//! Report, fix and commit through a real change journal

use std::sync::Arc;

use hostguard_editor::{
    Condition, ConfigEditor, DefaultsSetting, DesiredData, DialectKind, EditorError, Intent,
};
use hostguard_exec::{CommandSpec, StaticElevation};
use hostguard_journal::{ChangeEvent, ChangeJournal, EventId, JournalConfig};
use hostguard_test_utils::{ScriptedRunner, TestHost};
use pretty_assertions::assert_eq;

fn elevated(host: &TestHost) -> ChangeJournal {
    ChangeJournal::open(
        &JournalConfig::rooted_at(host.state_dir()),
        &StaticElevation(true),
    )
    .unwrap()
}

fn id(text: &str) -> EventId {
    EventId::parse(text).unwrap()
}

fn text_editor(host: &TestHost, kind: DialectKind, desired: DesiredData) -> ConfigEditor {
    ConfigEditor::new(
        kind,
        host.path("etc/app.conf"),
        host.path("etc/.app.conf.tmp"),
        desired,
        Intent::Present,
    )
}

#[test]
fn openeq_fix_commit_and_revert() {
    let host = TestHost::new();
    let target = host.write_file("etc/app.conf", "foo = baz\n");
    let mut journal = elevated(&host);
    let mut editor = text_editor(&host, DialectKind::OpenEq, DesiredData::entries([("foo", "bar")]));

    assert!(!editor.report());
    assert_eq!(editor.fixable_keys(), ["foo".to_string()]);
    assert!(editor.removable_keys().is_empty());

    assert!(editor.fix());
    assert_eq!(host.read_file("etc/.app.conf.tmp"), "foo = bar\n");

    editor.set_event_id(id("0042001"));
    assert!(editor.commit(&mut journal));
    assert_eq!(host.read_file("etc/app.conf"), "foo = bar\n");
    assert!(!host.exists("etc/.app.conf.tmp"));
    assert_eq!(
        journal.get_event("0042001").unwrap(),
        Some(ChangeEvent::Conf {
            filepath: target.clone()
        })
    );

    assert!(editor.report());
    assert!(editor.fixable_keys().is_empty());

    let archived = journal.archive().latest(&target).unwrap().unwrap();
    assert_eq!(std::fs::read_to_string(archived.path).unwrap(), "foo = baz\n");

    assert!(journal.revert_file_change(&target, "0042001").unwrap());
    assert_eq!(host.read_file("etc/app.conf"), "foo = baz\n");
}

#[test]
fn fix_is_idempotent() {
    let host = TestHost::new();
    host.write_file("etc/app.conf", "# header\nfoo = baz\n");
    let mut editor = text_editor(&host, DialectKind::OpenEq, DesiredData::entries([("foo", "bar")]));

    assert!(editor.fix());
    let first = host.read_file("etc/.app.conf.tmp");
    assert!(editor.fix());
    assert_eq!(host.read_file("etc/.app.conf.tmp"), first);
    assert!(editor.report());
}

#[cfg(unix)]
#[test]
fn commit_keeps_file_mode() {
    let host = TestHost::new();
    host.write_file("etc/app.conf", "foo = baz\n");
    host.set_mode("etc/app.conf", 0o640);
    let mut journal = elevated(&host);
    let mut editor = text_editor(&host, DialectKind::OpenEq, DesiredData::entries([("foo", "bar")]));

    assert!(editor.fix());
    editor.set_event_id(id("0042001"));
    assert!(editor.commit(&mut journal));
    assert_eq!(host.mode("etc/app.conf"), 0o640);
}

#[test]
fn absent_artifact_commits_as_creation() {
    let host = TestHost::new();
    let mut journal = elevated(&host);
    let mut editor = text_editor(&host, DialectKind::ClosedEq, DesiredData::entries([("foo", "bar")]));

    assert!(!editor.report());
    assert!(editor.fix());
    editor.set_event_id(id("0042002"));
    assert!(editor.commit(&mut journal));

    assert_eq!(host.read_file("etc/app.conf"), "foo=bar\n");
    assert_eq!(
        journal.get_event("0042002").unwrap(),
        Some(ChangeEvent::Creation {
            filepath: host.path("etc/app.conf")
        })
    );
}

#[test]
fn compliant_artifact_commits_nothing() {
    let host = TestHost::new();
    host.write_file("etc/app.conf", "foo = bar\n");
    let mut journal = elevated(&host);
    let mut editor = text_editor(&host, DialectKind::OpenEq, DesiredData::entries([("foo", "bar")]));

    assert!(editor.report());
    assert!(editor.fix());
    editor.set_event_id(id("0042003"));
    assert!(editor.commit(&mut journal));
    assert_eq!(journal.get_event("0042003").unwrap(), None);
    assert!(!host.exists("etc/.app.conf.tmp"));
}

#[test]
fn closedeq_flags_bad_spacing_and_fix_repairs_it() {
    let host = TestHost::new();
    host.write_file("etc/app.conf", "foo  =  bar\nother=1\n");
    let mut editor = text_editor(&host, DialectKind::ClosedEq, DesiredData::entries([("foo", "bar")]));

    assert!(!editor.report());
    assert!(matches!(
        editor.conditions(),
        [Condition::InvalidFormat { line: 1, .. }]
    ));
    assert!(editor.fix());
    assert_eq!(host.read_file("etc/.app.conf.tmp"), "foo=bar\nother=1\n");
    assert!(editor.report());
}

#[test]
fn closedeq_leaves_unmanaged_bad_spacing_alone() {
    let host = TestHost::new();
    host.write_file("etc/app.conf", "a=1\nother  =  x\n");
    let mut editor = text_editor(&host, DialectKind::ClosedEq, DesiredData::entries([("a", "2")]));

    assert!(!editor.report());
    assert!(editor.conditions().is_empty());
    assert!(editor.fix());
    assert_eq!(host.read_file("etc/.app.conf.tmp"), "a=2\nother  =  x\n");
    assert!(editor.report());
}

#[test]
fn space_dialect_keeps_every_listed_value() {
    let host = TestHost::new();
    host.write_file("etc/modprobe.d/blacklist.conf", "blacklist usb-storage\n");
    let mut editor = ConfigEditor::new(
        DialectKind::Space,
        host.path("etc/modprobe.d/blacklist.conf"),
        host.path("etc/modprobe.d/.blacklist.conf.tmp"),
        DesiredData::entries([("blacklist", vec!["usb-storage", "firewire-core", "bluetooth"])]),
        Intent::Present,
    );

    assert!(!editor.report());
    assert!(editor.fix());
    assert_eq!(
        host.read_file("etc/modprobe.d/.blacklist.conf.tmp"),
        "blacklist usb-storage\nblacklist firewire-core\nblacklist bluetooth\n"
    );
}

#[test]
fn tagconf_adds_missing_section() {
    let host = TestHost::new();
    host.write_file("etc/app.conf", "[main]\nPort = 22\n");
    let mut editor = text_editor(
        &host,
        DialectKind::TagConf,
        DesiredData::sections([("logging", [("Level", "info")])]),
    );

    assert!(!editor.report());
    assert_eq!(editor.fixable_keys(), ["logging.Level".to_string()]);
    assert!(editor.fix());
    assert_eq!(
        host.read_file("etc/.app.conf.tmp"),
        "[main]\nPort = 22\n\n[logging]\nLevel = info\n"
    );
}

#[test]
fn notpresent_reports_removables() {
    let host = TestHost::new();
    host.write_file("etc/app.conf", "foo = bar\nkeep = 1\n");
    let mut editor = text_editor(&host, DialectKind::OpenEq, DesiredData::entries([("foo", "")]));
    editor.set_intent(Intent::NotPresent);

    assert!(!editor.report());
    assert_eq!(editor.removable_keys(), ["foo".to_string()]);
    assert!(editor.fix());
    assert_eq!(host.read_file("etc/.app.conf.tmp"), "keep = 1\n");
}

#[test]
fn unelevated_journal_leaves_artifact_alone() {
    let host = TestHost::new();
    host.write_file("etc/app.conf", "foo = baz\n");
    let mut journal = ChangeJournal::open(
        &JournalConfig::rooted_at(host.state_dir()),
        &StaticElevation(false),
    )
    .unwrap();
    let mut editor = text_editor(&host, DialectKind::OpenEq, DesiredData::entries([("foo", "bar")]));

    assert!(editor.fix());
    editor.set_event_id(id("0042001"));
    assert!(!editor.commit(&mut journal));
    assert!(matches!(editor.last_error(), Some(EditorError::Journal(_))));
    assert_eq!(host.read_file("etc/app.conf"), "foo = baz\n");
}

#[test]
fn defaults_commit_records_inverse_command() {
    let host = TestHost::new();
    let mut journal = elevated(&host);
    let runner = Arc::new(ScriptedRunner::new());
    runner.respond("read com.example.app a", "0\n");
    runner.fail("read com.example.app b", 1, "The domain/default pair does not exist");

    let mut editor = ConfigEditor::new(
        DialectKind::Defaults,
        "com.example.app",
        host.path("unused.tmp"),
        DesiredData::settings([
            ("a", DefaultsSetting::write("1", ["-int", "1"])),
            ("b", DefaultsSetting::write("1", ["-bool", "yes"])),
        ]),
        Intent::Present,
    )
    .with_runner(runner.clone())
    .with_current_host(false);

    assert!(!editor.report());
    assert_eq!(editor.fixable_keys(), ["a".to_string(), "b".to_string()]);
    assert!(editor.fix());
    runner.clear_calls();

    editor.set_event_id(id("0050001"));
    assert!(editor.commit(&mut journal));
    assert_eq!(
        runner.call_strings(),
        vec![
            "/usr/bin/defaults write com.example.app a -int 1".to_string(),
            "/usr/bin/defaults write com.example.app b -bool yes".to_string(),
        ]
    );
    assert_eq!(
        journal.get_event("0050001").unwrap(),
        Some(ChangeEvent::Command {
            command: CommandSpec::shell(
                "/usr/bin/defaults delete com.example.app b && /usr/bin/defaults write com.example.app a 0"
            )
        })
    );
}

#[test]
fn failed_setting_records_only_what_ran() {
    let host = TestHost::new();
    let mut journal = elevated(&host);
    let runner = Arc::new(ScriptedRunner::new());
    runner.respond("read dom", "0\n");
    runner.fail("write dom b", 1, "rejected");

    let mut editor = ConfigEditor::new(
        DialectKind::Defaults,
        "dom",
        host.path("unused.tmp"),
        DesiredData::settings([
            ("a", DefaultsSetting::write("1", ["1"])),
            ("b", DefaultsSetting::write("1", ["1"])),
        ]),
        Intent::Present,
    )
    .with_runner(runner)
    .with_current_host(false);

    assert!(editor.fix());
    editor.set_event_id(id("0050002"));
    assert!(!editor.commit(&mut journal));
    assert_eq!(
        journal.get_event("0050002").unwrap(),
        Some(ChangeEvent::Command {
            command: CommandSpec::argv(["/usr/bin/defaults", "write", "dom", "a", "0"])
        })
    );
}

- [Goal of the exercise]
Go through the records line by line and count those that contain the string "bluetooth". Answer with the count alone.

- [Exercise response]
2